American chemist Melvin Calvin (1911-1997) did research that yielded important discoveries over broad areas of physical and biological chemistry, from metal-organic chemistry to the chemical origin of life.

Calvin Unforgettable And Respected Life

Melvin Calvin was born in St. Paul, Minnesota, on April 8, 1911, to Russian immigrant parents. He received his Ph.D. in chemical engineering from the University of Minnesota in 1935. His doctoral thesis concerned the electron affinity of iodine and bromide. A Rockefeller fellowship allowed Calvin the opportunity to do postdoctoral study at the University of Manchester, England, after which he joined the chemistry department of the University of California, Berkeley, in 1937, working as an instructor in chemistry before becoming a professor in 1947. 

Organic Chemical Systems

At Berkeley, Calvin became interested in the structure and behavior of organic molecules, an interest that had been inspired by research on the catalytic reactions of the organic molecules involved in photosynthesis that he had undertaken while in England. He pursued his own studies in addition to his teaching duties, but was interrupted from both upon the United States entry into World War II. During the war, although he continued to teach, Calvin gave up his research to work for the National Defense Research Council and, later, as part of the Manhattan project charged with developing the atomic bomb, where he developed a process for procuring pure oxygen from the atmosphere that has since had significant peace-time applications for medical patients with breathing problems.

The Procces of Photosynthesis Leading to the Calvin Cycle

Working with his University of California associates, Calvin used the radioactive isotope carbon-14--which had become available to scientists in 1945--as a tracer for investigations of complex organic chemical systems.
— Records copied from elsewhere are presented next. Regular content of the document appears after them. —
/// The 80 COCO class labels, indexed by the class id yolov8 models emit.
pub const NAMES: [&str; 80] = [
    "person",
    "bicycle",
    "car",
    "motorcycle",
    "airplane",
    "bus",
    "train",
    "truck",
    "boat",
    "traffic light",
    "fire hydrant",
    "stop sign",
    "parking meter",
    "bench",
    "bird",
    "cat",
    "dog",
    "horse",
    "sheep",
    "cow",
    "elephant",
    "bear",
    "zebra",
    "giraffe",
    "backpack",
    "umbrella",
    "handbag",
    "tie",
    "suitcase",
    "frisbee",
    "skis",
    "snowboard",
    "sports ball",
    "kite",
    "baseball bat",
    "baseball glove",
    "skateboard",
    "surfboard",
    "tennis racket",
    "bottle",
    "wine glass",
    "cup",
    "fork",
    "knife",
    "spoon",
    "bowl",
    "banana",
    "apple",
    "sandwich",
    "orange",
    "broccoli",
    "carrot",
    "hot dog",
    "pizza",
    "donut",
    "cake",
    "chair",
    "couch",
    "potted plant",
    "bed",
    "dining table",
    "toilet",
    "tv",
    "laptop",
    "mouse",
    "remote",
    "keyboard",
    "cell phone",
    "microwave",
    "oven",
    "toaster",
    "sink",
    "refrigerator",
    "book",
    "clock",
    "vase",
    "scissors",
    "teddy bear",
    "hair drier",
    "toothbrush",
];

pub const NUM_CLASSES: usize = NAMES.len();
They described these tracer techniques in Isotopic Carbon (1949). In Calvin's research, chorella, a green algae, was suspended in water and then exposed to light. Then carbon dioxide consisting of carbon-14 was added. When the algae went through its life processes, producing carbohydrates from the carbon dioxide, water, and minerals, the presence of carbon-14 could be traced using a new research tool, paper chromatography. The series of compounds containing the radioactive carbon at different stages of photosynthesis were thus identified, and the biochemical mechanism of photosynthesis was mapped. These discoveries were described in The Path of Carbon in Photosynthesis (1957) and The Photosynthesis of Carbon Compounds (1962). Calvin's proposal that plants change light energy to chemical energy by transferring an electron in an organized array of pigment molecules and other substances was substantiated by research in his laboratory and elsewhere. Which later this discovery was known as the calvin cycle in the memory of Melvin Calvin.

The End of the Beloved and Cerished Life of Melvin Calvin

After retiring from the University of California, Calvin continued to be honored from his scientific peers, receving many medals for his accomplishments the he achived during his chemist years as well as the American Chemical Society's Priestlly Medal in 1978 and that organization's Oesper Prizes in 1981. He departed from this life of grace and achivements at the age of 85 on January 1, 1997, in Berkeley, California.